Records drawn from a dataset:
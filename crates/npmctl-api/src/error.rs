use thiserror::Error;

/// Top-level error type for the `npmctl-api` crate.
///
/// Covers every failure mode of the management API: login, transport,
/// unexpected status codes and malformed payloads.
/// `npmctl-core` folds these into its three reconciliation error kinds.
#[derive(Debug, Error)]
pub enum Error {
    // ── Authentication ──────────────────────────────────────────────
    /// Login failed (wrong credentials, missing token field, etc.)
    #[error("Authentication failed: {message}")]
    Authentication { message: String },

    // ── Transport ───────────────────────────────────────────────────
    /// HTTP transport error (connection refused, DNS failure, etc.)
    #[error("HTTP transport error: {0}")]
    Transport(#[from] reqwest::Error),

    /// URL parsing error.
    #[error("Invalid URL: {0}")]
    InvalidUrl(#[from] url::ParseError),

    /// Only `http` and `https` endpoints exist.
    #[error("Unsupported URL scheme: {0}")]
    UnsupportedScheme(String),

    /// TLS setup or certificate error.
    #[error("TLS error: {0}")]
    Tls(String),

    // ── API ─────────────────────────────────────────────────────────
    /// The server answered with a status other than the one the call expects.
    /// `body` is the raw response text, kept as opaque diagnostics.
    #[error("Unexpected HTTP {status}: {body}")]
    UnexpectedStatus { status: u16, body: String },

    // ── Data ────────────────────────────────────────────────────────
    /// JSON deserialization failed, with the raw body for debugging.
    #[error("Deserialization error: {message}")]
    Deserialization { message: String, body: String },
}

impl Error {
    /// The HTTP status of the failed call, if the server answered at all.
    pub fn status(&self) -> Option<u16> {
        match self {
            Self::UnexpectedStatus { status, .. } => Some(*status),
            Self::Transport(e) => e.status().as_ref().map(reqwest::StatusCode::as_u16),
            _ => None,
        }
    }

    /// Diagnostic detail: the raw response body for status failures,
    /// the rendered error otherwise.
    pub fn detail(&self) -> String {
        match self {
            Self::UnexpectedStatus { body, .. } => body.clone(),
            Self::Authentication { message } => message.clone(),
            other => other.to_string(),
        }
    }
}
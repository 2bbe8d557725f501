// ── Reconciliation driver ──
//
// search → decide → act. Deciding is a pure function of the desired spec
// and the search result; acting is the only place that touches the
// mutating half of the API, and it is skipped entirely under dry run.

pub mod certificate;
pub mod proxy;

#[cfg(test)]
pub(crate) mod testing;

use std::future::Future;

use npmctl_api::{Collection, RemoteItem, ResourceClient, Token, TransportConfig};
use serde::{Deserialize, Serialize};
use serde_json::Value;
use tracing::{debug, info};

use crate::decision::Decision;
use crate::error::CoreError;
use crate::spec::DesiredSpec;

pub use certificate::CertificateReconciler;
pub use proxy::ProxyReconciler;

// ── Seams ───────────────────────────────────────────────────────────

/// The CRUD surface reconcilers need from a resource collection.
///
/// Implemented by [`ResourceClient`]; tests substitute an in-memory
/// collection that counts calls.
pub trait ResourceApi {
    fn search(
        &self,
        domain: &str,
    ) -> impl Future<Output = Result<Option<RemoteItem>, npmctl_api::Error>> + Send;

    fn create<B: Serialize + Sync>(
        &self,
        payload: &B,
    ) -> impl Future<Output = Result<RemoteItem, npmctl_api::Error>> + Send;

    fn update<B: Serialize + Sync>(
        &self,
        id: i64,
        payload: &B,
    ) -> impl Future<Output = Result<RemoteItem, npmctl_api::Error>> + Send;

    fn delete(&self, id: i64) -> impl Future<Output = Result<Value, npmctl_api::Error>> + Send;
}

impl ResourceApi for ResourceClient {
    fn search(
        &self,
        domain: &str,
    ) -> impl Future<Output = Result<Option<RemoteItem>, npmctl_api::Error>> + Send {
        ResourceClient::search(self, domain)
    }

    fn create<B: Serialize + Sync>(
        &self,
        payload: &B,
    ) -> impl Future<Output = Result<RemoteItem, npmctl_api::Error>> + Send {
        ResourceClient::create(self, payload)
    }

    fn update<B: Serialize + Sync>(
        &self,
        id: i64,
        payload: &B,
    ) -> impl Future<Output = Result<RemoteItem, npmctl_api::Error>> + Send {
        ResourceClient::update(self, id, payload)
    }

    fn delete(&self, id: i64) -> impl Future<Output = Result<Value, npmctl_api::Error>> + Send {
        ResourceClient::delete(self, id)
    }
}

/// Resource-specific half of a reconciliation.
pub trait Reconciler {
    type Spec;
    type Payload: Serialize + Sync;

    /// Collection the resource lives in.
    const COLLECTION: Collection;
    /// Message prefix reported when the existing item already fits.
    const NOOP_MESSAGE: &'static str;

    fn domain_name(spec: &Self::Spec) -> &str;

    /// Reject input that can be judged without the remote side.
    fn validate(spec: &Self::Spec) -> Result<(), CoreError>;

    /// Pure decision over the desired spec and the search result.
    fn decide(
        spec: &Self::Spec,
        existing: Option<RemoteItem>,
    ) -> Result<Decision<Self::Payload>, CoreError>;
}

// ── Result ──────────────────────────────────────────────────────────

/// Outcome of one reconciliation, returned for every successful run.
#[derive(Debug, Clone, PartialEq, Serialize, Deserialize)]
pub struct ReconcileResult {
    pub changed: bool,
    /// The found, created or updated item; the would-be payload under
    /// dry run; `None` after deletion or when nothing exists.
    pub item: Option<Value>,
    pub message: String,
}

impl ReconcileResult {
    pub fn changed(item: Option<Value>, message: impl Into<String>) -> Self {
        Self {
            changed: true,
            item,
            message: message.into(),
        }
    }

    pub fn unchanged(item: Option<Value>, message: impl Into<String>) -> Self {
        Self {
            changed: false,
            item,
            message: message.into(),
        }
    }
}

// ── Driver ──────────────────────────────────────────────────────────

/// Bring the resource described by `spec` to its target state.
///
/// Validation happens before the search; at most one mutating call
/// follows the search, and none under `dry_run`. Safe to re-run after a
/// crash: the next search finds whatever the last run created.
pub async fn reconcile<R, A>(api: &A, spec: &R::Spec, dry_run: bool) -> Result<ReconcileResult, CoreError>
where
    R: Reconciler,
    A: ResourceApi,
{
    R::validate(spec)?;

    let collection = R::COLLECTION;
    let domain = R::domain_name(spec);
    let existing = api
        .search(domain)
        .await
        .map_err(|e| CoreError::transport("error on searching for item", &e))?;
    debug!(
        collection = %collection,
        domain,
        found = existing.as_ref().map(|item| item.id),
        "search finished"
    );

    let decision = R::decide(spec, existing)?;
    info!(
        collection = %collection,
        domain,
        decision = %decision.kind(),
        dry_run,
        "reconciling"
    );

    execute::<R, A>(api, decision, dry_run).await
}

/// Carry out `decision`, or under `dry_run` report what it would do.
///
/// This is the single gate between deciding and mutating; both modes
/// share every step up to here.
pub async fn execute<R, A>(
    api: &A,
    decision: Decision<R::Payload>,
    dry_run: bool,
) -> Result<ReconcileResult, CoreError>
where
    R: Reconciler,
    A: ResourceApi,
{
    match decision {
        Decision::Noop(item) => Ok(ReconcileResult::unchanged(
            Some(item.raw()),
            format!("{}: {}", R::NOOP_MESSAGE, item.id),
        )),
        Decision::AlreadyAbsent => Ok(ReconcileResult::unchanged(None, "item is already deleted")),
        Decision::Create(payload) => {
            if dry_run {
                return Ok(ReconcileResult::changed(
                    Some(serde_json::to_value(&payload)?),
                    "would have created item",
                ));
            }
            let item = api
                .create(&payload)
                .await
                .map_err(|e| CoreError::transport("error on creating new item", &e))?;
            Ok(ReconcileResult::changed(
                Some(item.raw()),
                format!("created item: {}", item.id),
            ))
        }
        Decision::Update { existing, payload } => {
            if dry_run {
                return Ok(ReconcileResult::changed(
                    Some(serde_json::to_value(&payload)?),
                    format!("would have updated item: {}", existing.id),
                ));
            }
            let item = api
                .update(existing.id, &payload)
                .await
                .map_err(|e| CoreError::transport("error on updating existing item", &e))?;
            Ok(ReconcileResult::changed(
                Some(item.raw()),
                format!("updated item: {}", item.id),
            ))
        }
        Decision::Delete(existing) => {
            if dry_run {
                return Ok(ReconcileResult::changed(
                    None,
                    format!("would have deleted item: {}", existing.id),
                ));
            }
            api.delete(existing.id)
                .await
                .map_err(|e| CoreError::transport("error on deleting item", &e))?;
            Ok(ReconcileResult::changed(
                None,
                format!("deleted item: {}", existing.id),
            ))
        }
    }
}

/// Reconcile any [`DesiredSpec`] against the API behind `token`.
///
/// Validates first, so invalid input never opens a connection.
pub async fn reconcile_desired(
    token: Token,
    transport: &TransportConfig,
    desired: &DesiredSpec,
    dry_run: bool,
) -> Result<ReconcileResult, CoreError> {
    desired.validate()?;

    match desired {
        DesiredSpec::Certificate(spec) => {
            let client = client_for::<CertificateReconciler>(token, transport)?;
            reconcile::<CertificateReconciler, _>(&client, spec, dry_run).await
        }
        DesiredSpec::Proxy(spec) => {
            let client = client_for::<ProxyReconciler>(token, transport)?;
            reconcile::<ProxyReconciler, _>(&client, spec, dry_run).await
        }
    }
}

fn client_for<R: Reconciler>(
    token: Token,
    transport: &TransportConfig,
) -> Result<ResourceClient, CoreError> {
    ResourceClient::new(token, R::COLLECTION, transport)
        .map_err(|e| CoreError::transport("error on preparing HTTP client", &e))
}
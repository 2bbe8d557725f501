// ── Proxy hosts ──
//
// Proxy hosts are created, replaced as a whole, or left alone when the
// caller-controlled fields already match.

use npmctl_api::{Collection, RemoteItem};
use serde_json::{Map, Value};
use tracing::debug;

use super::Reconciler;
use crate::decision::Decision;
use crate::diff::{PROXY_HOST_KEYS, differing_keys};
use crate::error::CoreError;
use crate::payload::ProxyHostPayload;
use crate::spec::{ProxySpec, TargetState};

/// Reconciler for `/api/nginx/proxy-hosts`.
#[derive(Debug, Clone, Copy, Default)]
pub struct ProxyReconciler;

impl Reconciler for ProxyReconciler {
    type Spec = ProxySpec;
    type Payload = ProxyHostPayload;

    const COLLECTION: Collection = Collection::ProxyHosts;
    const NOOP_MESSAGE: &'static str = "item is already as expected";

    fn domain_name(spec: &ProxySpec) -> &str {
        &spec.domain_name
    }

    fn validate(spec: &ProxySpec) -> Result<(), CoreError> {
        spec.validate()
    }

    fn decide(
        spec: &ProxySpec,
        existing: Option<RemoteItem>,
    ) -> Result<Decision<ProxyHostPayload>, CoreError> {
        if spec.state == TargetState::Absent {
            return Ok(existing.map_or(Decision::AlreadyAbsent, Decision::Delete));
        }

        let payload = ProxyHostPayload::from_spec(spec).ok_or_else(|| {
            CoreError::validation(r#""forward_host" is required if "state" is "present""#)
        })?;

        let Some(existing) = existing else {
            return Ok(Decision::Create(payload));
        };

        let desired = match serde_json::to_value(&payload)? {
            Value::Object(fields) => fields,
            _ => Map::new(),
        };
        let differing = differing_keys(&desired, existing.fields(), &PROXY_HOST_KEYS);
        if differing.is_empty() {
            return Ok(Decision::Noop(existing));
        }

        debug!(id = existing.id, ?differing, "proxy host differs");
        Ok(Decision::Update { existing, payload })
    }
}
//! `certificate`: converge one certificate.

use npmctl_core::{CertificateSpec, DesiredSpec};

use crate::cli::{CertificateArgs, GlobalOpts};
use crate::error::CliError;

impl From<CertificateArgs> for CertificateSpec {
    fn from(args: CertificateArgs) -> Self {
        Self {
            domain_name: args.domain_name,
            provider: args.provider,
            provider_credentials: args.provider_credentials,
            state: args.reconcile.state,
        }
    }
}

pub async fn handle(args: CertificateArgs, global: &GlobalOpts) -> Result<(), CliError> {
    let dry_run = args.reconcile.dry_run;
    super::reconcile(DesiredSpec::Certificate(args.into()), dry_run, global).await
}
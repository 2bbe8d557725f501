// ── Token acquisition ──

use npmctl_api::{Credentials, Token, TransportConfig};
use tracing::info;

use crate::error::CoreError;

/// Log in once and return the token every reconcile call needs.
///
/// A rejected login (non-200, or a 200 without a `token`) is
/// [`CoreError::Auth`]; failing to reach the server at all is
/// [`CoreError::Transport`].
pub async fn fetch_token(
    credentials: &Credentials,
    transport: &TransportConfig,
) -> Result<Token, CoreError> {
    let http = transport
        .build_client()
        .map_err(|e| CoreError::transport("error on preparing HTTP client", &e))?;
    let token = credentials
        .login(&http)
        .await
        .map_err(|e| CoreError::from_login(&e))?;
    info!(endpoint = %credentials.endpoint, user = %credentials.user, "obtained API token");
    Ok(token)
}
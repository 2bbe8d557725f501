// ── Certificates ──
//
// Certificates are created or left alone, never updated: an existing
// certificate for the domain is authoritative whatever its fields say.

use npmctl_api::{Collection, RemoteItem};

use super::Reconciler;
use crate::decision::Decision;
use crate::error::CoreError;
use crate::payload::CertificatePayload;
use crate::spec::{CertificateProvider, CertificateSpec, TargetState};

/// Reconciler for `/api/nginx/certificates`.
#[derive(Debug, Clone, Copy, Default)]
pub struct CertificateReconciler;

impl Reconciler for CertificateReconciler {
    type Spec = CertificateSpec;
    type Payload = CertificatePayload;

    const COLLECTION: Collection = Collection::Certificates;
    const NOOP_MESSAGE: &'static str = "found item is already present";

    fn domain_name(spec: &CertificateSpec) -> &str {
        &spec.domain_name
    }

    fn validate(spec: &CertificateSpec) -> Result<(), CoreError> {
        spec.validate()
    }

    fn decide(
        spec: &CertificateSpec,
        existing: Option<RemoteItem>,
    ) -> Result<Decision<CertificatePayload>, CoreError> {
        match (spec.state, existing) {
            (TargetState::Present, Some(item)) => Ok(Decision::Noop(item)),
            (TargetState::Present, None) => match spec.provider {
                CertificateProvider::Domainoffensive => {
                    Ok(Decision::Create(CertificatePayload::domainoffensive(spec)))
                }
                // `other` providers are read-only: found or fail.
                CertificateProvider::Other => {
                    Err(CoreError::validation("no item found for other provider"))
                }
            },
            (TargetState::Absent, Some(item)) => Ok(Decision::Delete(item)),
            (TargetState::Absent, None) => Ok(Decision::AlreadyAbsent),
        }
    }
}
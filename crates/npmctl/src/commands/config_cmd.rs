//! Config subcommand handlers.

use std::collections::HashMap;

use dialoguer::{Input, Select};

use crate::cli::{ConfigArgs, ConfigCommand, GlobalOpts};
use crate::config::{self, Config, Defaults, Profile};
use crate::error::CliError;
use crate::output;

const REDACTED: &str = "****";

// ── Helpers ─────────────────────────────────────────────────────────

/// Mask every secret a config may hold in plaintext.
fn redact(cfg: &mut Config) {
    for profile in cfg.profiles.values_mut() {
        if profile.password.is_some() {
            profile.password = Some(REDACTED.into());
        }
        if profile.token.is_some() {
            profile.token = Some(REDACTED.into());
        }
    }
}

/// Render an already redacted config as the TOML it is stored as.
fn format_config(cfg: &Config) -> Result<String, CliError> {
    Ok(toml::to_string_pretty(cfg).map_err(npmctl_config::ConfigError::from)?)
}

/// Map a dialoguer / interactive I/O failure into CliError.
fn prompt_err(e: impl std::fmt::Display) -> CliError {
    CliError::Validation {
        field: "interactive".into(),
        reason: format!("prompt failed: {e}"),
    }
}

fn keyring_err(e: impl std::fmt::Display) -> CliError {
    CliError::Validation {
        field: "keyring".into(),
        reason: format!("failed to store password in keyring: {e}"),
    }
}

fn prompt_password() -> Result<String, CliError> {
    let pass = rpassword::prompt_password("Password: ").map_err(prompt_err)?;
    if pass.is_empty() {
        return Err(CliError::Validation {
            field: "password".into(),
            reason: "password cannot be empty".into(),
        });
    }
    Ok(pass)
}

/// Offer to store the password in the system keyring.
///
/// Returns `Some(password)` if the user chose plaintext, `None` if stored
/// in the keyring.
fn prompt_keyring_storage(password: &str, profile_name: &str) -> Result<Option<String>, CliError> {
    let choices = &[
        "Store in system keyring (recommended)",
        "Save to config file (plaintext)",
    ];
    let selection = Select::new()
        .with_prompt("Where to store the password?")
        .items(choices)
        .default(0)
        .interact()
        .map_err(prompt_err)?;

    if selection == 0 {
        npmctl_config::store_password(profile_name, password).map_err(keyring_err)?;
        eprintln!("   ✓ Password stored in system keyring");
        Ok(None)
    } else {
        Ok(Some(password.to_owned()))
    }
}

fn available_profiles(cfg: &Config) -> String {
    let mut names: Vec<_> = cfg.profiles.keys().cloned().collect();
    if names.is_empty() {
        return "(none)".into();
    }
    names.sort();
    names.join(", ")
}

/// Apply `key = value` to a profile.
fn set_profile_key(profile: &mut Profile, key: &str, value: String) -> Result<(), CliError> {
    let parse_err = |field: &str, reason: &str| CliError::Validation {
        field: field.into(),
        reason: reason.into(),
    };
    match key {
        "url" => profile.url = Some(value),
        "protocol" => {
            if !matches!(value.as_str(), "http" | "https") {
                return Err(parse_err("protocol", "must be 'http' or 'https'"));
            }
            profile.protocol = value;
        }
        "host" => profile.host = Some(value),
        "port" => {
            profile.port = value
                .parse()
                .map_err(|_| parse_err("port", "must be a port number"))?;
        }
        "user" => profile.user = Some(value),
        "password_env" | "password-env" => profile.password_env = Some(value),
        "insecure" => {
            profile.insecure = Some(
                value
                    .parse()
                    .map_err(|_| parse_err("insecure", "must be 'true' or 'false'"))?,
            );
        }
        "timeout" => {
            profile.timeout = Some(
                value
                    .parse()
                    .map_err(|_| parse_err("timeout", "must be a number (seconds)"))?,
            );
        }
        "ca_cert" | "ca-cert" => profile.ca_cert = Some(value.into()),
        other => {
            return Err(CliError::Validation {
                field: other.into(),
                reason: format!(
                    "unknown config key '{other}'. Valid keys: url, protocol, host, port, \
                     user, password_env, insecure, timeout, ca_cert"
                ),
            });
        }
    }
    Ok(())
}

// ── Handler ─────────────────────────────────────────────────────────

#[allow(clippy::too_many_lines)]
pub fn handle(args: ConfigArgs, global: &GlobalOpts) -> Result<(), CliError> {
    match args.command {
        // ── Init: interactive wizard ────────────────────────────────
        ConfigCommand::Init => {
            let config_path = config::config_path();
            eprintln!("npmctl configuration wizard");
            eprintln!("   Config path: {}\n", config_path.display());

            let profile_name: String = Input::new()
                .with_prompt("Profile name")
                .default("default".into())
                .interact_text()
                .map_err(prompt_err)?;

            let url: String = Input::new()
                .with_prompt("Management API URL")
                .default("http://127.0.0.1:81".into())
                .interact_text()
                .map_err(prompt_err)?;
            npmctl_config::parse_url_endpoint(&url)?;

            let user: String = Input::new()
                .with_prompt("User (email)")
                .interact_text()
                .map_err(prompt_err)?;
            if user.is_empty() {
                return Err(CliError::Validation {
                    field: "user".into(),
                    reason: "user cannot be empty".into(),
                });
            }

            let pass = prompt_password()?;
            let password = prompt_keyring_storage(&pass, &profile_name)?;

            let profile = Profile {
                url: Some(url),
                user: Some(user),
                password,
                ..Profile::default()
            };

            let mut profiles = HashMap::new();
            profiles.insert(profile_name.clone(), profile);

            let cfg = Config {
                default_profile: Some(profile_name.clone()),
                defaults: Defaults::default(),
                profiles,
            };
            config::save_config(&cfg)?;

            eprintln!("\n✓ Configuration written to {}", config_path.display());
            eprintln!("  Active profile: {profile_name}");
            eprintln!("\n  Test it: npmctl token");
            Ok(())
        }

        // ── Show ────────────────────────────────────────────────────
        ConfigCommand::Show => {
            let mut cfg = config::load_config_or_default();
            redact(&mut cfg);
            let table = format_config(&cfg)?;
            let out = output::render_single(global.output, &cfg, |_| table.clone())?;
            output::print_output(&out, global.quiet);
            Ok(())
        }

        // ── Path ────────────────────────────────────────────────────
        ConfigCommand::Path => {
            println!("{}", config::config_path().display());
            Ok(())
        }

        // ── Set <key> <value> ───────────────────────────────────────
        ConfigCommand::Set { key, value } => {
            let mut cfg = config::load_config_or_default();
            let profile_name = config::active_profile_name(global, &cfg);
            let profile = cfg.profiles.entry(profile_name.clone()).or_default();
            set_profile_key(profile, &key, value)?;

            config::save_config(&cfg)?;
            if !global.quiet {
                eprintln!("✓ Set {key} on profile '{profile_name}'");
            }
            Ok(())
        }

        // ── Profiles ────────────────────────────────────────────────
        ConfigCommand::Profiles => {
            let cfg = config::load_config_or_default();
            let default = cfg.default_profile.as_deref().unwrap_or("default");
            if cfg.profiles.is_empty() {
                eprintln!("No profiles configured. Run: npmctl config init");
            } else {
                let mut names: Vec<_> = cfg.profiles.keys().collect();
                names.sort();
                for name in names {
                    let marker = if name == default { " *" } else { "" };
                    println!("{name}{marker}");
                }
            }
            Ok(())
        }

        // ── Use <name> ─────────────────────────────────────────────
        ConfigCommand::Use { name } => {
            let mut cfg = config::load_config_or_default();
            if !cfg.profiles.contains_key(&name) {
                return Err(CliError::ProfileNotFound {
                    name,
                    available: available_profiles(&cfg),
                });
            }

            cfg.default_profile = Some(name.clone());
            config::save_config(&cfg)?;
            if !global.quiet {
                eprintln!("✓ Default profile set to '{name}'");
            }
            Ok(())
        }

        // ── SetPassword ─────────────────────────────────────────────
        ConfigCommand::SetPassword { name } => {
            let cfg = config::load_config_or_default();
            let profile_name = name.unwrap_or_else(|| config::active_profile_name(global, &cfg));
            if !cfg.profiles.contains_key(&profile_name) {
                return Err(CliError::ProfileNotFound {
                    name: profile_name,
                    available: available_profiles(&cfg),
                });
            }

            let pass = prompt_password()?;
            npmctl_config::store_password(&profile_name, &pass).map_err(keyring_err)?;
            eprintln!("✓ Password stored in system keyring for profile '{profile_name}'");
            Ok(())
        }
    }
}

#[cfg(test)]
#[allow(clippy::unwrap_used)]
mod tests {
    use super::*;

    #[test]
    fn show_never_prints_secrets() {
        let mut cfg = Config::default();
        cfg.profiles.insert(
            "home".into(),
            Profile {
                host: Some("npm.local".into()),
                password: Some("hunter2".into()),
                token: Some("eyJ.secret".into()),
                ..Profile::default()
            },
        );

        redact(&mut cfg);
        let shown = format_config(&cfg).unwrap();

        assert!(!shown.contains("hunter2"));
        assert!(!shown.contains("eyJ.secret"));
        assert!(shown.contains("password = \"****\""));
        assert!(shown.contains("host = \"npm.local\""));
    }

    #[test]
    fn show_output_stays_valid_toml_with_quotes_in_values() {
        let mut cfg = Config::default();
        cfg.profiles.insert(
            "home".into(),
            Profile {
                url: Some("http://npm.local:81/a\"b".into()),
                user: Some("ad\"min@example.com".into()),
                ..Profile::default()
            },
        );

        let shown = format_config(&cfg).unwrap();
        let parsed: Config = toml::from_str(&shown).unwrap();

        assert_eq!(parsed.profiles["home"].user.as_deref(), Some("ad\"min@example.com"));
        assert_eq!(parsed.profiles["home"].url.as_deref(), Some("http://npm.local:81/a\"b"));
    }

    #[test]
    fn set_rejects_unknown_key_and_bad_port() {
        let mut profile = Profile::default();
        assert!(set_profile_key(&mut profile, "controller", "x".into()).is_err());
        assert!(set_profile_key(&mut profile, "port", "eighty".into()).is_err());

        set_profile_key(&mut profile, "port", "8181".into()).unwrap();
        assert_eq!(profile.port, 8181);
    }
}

* _Requirement_:
Search term "ConfigArgs": return each line of the data that contains it.

* _Exercise response_:
use crate::cli::{ConfigArgs, ConfigCommand, GlobalOpts};
pub fn handle(args: ConfigArgs, global: &GlobalOpts) -> Result<(), CliError> {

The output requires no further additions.